From next April pensions will become liable for inheritance tax for the first time, meaning that one in five families could face tax bills on money left by parents or grandparents.
It has led to a surge in the number of savers taking their tax-free lump sums early to protect their wealth. You can usually take 25 per cent of a pension tax-free from the age of 55 (rising to 57 in 2028).
Some 116,100 55-year-olds took out some or all of their tax-free lump sum in the 2024-25 tax year, up 38 per cent from the 84,200 in 2020. The total withdrawn was £2.26 billion, up from £2.1 billion the year before.
The 25 per cent tax-free lump sum is capped at £268,275 and there were rumours ahead of her past two budgets that the chancellor, Rachel Reeves, could reduce the cap to £100,000. The inheritance tax change on pensions was announced in her 2024 budget.
At the moment pensions can be passed on to children or other relatives free of inheritance tax. If you die before 75, they will also be free of income tax for your beneficiary. From April 6, 2027, however, pensions left to anyone other than a spouse or civil partner (who can inherit all your assets inheritance tax-free) could be taxed at 40 per cent.

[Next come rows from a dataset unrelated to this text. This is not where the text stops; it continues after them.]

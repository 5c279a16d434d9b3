//! HTTP API handlers for imgq-server

pub mod admin;
pub mod auth;
pub mod health;
pub mod stats;
pub mod work;

pub use admin::{bulk_assign, create_user, export_catalog, export_filtered, get_user_breakdown};
pub use auth::auth_middleware;
pub use health::health_routes;
pub use stats::{get_leaderboard, get_recent_feed, get_stats};
pub use work::{get_image, get_work_item, report_image, submit_annotation};
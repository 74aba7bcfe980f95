use std::process::ExitCode;

use biliget_lib::Cli;
use clap::Parser;

#[tokio::main]
async fn main() -> ExitCode {
    let cli = Cli::parse();
    tracing_subscriber::fmt()
        .with_max_level(cli.log_level())
        .with_target(false)
        .init();

    match biliget_lib::run(cli).await {
        Ok(true) => ExitCode::SUCCESS,
        Ok(false) => ExitCode::FAILURE,
        Err(e) => {
            tracing::error!("{:#}", e);
            ExitCode::FAILURE
        }
    }
}
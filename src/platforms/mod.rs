pub mod bilibili;
pub mod traits;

The first £325,000 value of an estate is usually exempt from inheritance tax — £500,000 if the estate is worth less than £2 million and includes a main home left to a direct descendant. Gifts made seven years before death also generally fall out of the inheritance tax net.
Andrew Tricker from the financial adviser Lubbock Fine Wealth Management said: “With pensions being dragged into the inheritance tax net, many are rushing to take money out of their pensions as soon as they can to help mitigate what they see as excessive tax bills for their dependants.
“What is surprising is that this trend has spread to people who have decades left to live, based on average life expectancy.”
Nicholas Clark, also from Lubbock, said: “As we get closer to the deadline, more people will tap into their pension pots, particularly if they can do it without creating a big tax liability. Pensions were widely seen as highly tax-efficient, so many people built and preserved very large pots that they could pass on to their loved ones free of inheritance tax. Some have now started to change course, often without fully thinking it through.”
Cut your family’s inheritance tax bill with our new calculator
The Times’s Smarter With Money campaign is calling for ministers and political parties to make long-term commitments not to tinker with the tax rules on savings, pensions and investments to avoid savers being spooked into making detrimental financial decisions.

Tricker said: “It is worrying that more people are tapping into their pension pots so long before the usual retirement age. Some are taking too much, too soon. Without careful planning, they could find themselves short of money in retirement. People are living longer, and health and care costs are very unpredictable in retirement. That is why you need a financial buffer. Income is much harder to increase once you stop working.”
HMRC said: “The government wishes to encourage pension saving, to help ensure that people have an income, or funds on which they can draw, throughout retirement. This is why, for the majority of savers, pension contributions are tax-free.”